What you should do: Include in the output exactly the lines from the opening of the data through the line containing "use std::time::Duration;", and nothing more.

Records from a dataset
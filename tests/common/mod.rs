#![allow(dead_code)]

use async_trait::async_trait;
use axum::Router;
use std::collections::VecDeque;
use std::net::SocketAddr;
use std::sync::atomic::{AtomicUsize, Ordering};
use std::sync::{Arc, Mutex};
use std::time::Duration;

use mdm_pipeline::app::ports::{AddressParser, LookupProvider, RecordNormalizer};
use mdm_pipeline::common::LookupFailure;
use mdm_pipeline::domain::{AddressFields, LookupKey, LookupResult, Record};

pub fn sao_paulo() -> LookupResult {
    AddressFields {
        thoroughfare: Some("Avenida Paulista".to_string()),
        neighborhood: Some("Bela Vista".to_string()),
        city: Some("São Paulo".to_string()),
        state: Some("SP".to_string()),
        postal_code: Some("01310-100".to_string()),
        country_code: Some("BR".to_string()),
        ..AddressFields::default()
    }
}

pub fn key(raw: &str) -> LookupKey {
    LookupKey::parse(raw, None).expect("valid postal code")
}

/// Provider that replays scripted outcomes, then repeats a default one
pub struct ScriptedProvider {
    name: &'static str,
    countries: Option<Vec<&'static str>>,
    script: Mutex<VecDeque<Result<LookupResult, LookupFailure>>>,
    otherwise: Result<LookupResult, LookupFailure>,
    delay: Duration,
    calls: AtomicUsize,
}

impl ScriptedProvider {
    pub fn new(name: &'static str) -> Self {
        Self {
            name,
            countries: None,
            script: Mutex::new(VecDeque::new()),
            otherwise: Ok(LookupResult::empty()),
            delay: Duration::ZERO,
            calls: AtomicUsize::new(0),
        }
    }

    pub fn answering(mut self, outcome: Result<LookupResult, LookupFailure>) -> Self {
        self.otherwise = outcome;
        self
    }

    pub fn then(self, outcome: Result<LookupResult, LookupFailure>) -> Self {
        self.script.lock().unwrap().push_back(outcome);
        self
    }

    pub fn only_for(mut self, countries: &[&'static str]) -> Self {
        self.countries = Some(countries.to_vec());
        self
    }

    pub fn with_delay(mut self, delay: Duration) -> Self {
        self.delay = delay;
        self
    }

    pub fn calls(&self) -> usize {
        self.calls.load(Ordering::SeqCst)
    }
}

#[async_trait]
impl LookupProvider for ScriptedProvider {
    fn name(&self) -> &'static str {
        self.name
    }

    fn supports(&self, key: &LookupKey) -> bool {
        match &self.countries {
            Some(countries) => countries.contains(&key.country()),
            None => true,
        }
    }

    async fn lookup(&self, _key: &LookupKey) -> Result<LookupResult, LookupFailure> {
        self.calls.fetch_add(1, Ordering::SeqCst);
        if !self.delay.is_zero() {
            tokio::time::sleep(self.delay).await;
        }
        let next = self.script.lock().unwrap().pop_front();
        next.unwrap_or_else(|| self.otherwise.clone())
    }
}

/// Marks records as normalized; fails for the listed ids
#[derive(Default)]
pub struct MarkingNormalizer {
    pub fail_ids: Vec<&'static str>,
}

#[async_trait]
impl RecordNormalizer for MarkingNormalizer {
    async fn normalize(&self, record: &Record) -> anyhow::Result<Record> {
        if let Some(id) = record.id.as_deref() {
            if self.fail_ids.contains(&id) {
                anyhow::bail!("model timed out for {}", id);
            }
        }
        let mut out = Record::new(None);
        out.fields = record.fields.clone();
        out.set("normalized", true);
        Ok(out)
    }
}

/// Always answers with the same parse
pub struct FixedAddressParser(pub AddressFields);

#[async_trait]
impl AddressParser for FixedAddressParser {
    async fn parse_address(&self, _record: &Record) -> anyhow::Result<AddressFields> {
        Ok(self.0.clone())
    }
}

pub fn spawn_server(router: Router) -> SocketAddr {
    let listener = std::net::TcpListener::bind("127.0.0.1:0").unwrap();
    listener.set_nonblocking(true).unwrap();
    let addr = listener.local_addr().unwrap();
    let server = axum::Server::from_tcp(listener)
        .unwrap()
        .serve(router.into_make_service());
    tokio::spawn(server);
    addr
}

/// An address nothing listens on
pub fn unused_addr() -> SocketAddr {
    let listener = std::net::TcpListener::bind("127.0.0.1:0").unwrap();
    listener.local_addr().unwrap()
}

pub fn shared<T>(value: T) -> Arc<T> {
    Arc::new(value)
}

Solved problem:
filename tests/common/mod.rs
#![allow(dead_code)]

use async_trait::async_trait;
use axum::Router;
use std::collections::VecDeque;
use std::net::SocketAddr;
use std::sync::atomic::{AtomicUsize, Ordering};
use std::sync::{Arc, Mutex};
use std::time::Duration;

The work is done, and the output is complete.